Dataset entries

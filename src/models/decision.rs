//! Decision payload produced by the compute step or reconstructed from cache.

use crate::constants::{RiskLevel, SourceMode};
use crate::models::RequestContext;
use serde::{Deserialize, Serialize};
use std::collections::HashMap;

/// Confidence carried by every fallback decision
pub const FALLBACK_CONFIDENCE: f64 = 0.0;

/// Action reported when no real decision could be produced
pub const HOLD_ACTION: &str = "HOLD";

#[derive(Debug, Clone, PartialEq, Serialize, Deserialize)]
pub struct Decision {
    pub action: String,
    /// 0.0 - 1.0
    pub confidence: f64,
    pub reasoning: String,
    pub signal_strength: f64,
    pub risk_level: RiskLevel,
    pub execution_priority: i32,
    pub latency_ms: f64,
    pub source_mode: SourceMode,
    #[serde(default)]
    pub metadata: HashMap<String, serde_json::Value>,
}

impl Decision {
    pub fn new(action: impl Into<String>, confidence: f64, reasoning: impl Into<String>) -> Self {
        Self {
            action: action.into(),
            confidence: confidence.clamp(0.0, 1.0),
            reasoning: reasoning.into(),
            signal_strength: 0.0,
            risk_level: RiskLevel::default(),
            execution_priority: 0,
            latency_ms: 0.0,
            source_mode: SourceMode::Normal,
            metadata: HashMap::new(),
        }
    }

    /// Safe answer returned when the cache and every compute path failed.
    ///
    /// Always near-zero confidence and high risk so consumers can tell it apart
    /// from a genuine decision.
    pub fn fallback(reason: impl Into<String>, source_mode: SourceMode) -> Self {
        Self {
            action: HOLD_ACTION.to_string(),
            confidence: FALLBACK_CONFIDENCE,
            reasoning: reason.into(),
            signal_strength: 0.0,
            risk_level: RiskLevel::High,
            execution_priority: 0,
            latency_ms: 0.0,
            source_mode,
            metadata: HashMap::new(),
        }
    }

    /// Placeholder written for warmup seeds
    pub fn warmup_placeholder(context: &RequestContext) -> Self {
        let mut decision = Self::new(
            HOLD_ACTION,
            0.5,
            format!("warmup placeholder for {}", context.symbol()),
        );
        decision.source_mode = SourceMode::Warmup;
        decision
            .metadata
            .insert("symbol".to_string(), context.symbol().into());
        decision
    }

    pub fn with_source_mode(mut self, source_mode: SourceMode) -> Self {
        self.source_mode = source_mode;
        self
    }

    pub fn with_latency_ms(mut self, latency_ms: f64) -> Self {
        self.latency_ms = latency_ms;
        self
    }

    pub fn with_metadata(mut self, key: impl Into<String>, value: serde_json::Value) -> Self {
        self.metadata.insert(key.into(), value);
        self
    }

    pub fn is_fallback(&self) -> bool {
        matches!(self.source_mode, SourceMode::Fallback | SourceMode::Offline)
            && self.confidence <= FALLBACK_CONFIDENCE
    }
}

Your task
Repeat the data. Leave nothing out and change nothing.

Written solution
filename src/models/decision.rs
//! Decision payload produced by the compute step or reconstructed from cache.

use crate::constants::{RiskLevel, SourceMode};
use crate::models::RequestContext;
use serde::{Deserialize, Serialize};
use std::collections::HashMap;

/// Confidence carried by every fallback decision
pub const FALLBACK_CONFIDENCE: f64 = 0.0;

/// Action reported when no real decision could be produced
pub const HOLD_ACTION: &str = "HOLD";

#[derive(Debug, Clone, PartialEq, Serialize, Deserialize)]
pub struct Decision {
    pub action: String,
    /// 0.0 - 1.0
    pub confidence: f64,
    pub reasoning: String,
    pub signal_strength: f64,
    pub risk_level: RiskLevel,
    pub execution_priority: i32,
    pub latency_ms: f64,
    pub source_mode: SourceMode,
    #[serde(default)]
    pub metadata: HashMap<String, serde_json::Value>,
}

impl Decision {
    pub fn new(action: impl Into<String>, confidence: f64, reasoning: impl Into<String>) -> Self {
        Self {
            action: action.into(),
            confidence: confidence.clamp(0.0, 1.0),
            reasoning: reasoning.into(),
            signal_strength: 0.0,
            risk_level: RiskLevel::default(),
            execution_priority: 0,
            latency_ms: 0.0,
            source_mode: SourceMode::Normal,
            metadata: HashMap::new(),
        }
    }

    /// Safe answer returned when the cache and every compute path failed.
    ///
    /// Always near-zero confidence and high risk so consumers can tell it apart
    /// from a genuine decision.
    pub fn fallback(reason: impl Into<String>, source_mode: SourceMode) -> Self {
        Self {
            action: HOLD_ACTION.to_string(),
            confidence: FALLBACK_CONFIDENCE,
            reasoning: reason.into(),
            signal_strength: 0.0,
            risk_level: RiskLevel::High,
            execution_priority: 0,
            latency_ms: 0.0,
            source_mode,
            metadata: HashMap::new(),
        }
    }

    /// Placeholder written for warmup seeds
    pub fn warmup_placeholder(context: &RequestContext) -> Self {
        let mut decision = Self::new(
            HOLD_ACTION,
            0.5,
            format!("warmup placeholder for {}", context.symbol()),
        );
        decision.source_mode = SourceMode::Warmup;
        decision
            .metadata
            .insert("symbol".to_string(), context.symbol().into());
        decision
    }

    pub fn with_source_mode(mut self, source_mode: SourceMode) -> Self {
        self.source_mode = source_mode;
        self
    }

    pub fn with_latency_ms(mut self, latency_ms: f64) -> Self {
        self.latency_ms = latency_ms;
        self
    }

    pub fn with_metadata(mut self, key: impl Into<String>, value: serde_json::Value) -> Self {
        self.metadata.insert(key.into(), value);
        self
    }

    pub fn is_fallback(&self) -> bool {
        matches!(self.source_mode, SourceMode::Fallback | SourceMode::Offline)
            && self.confidence <= FALLBACK_CONFIDENCE
    }
}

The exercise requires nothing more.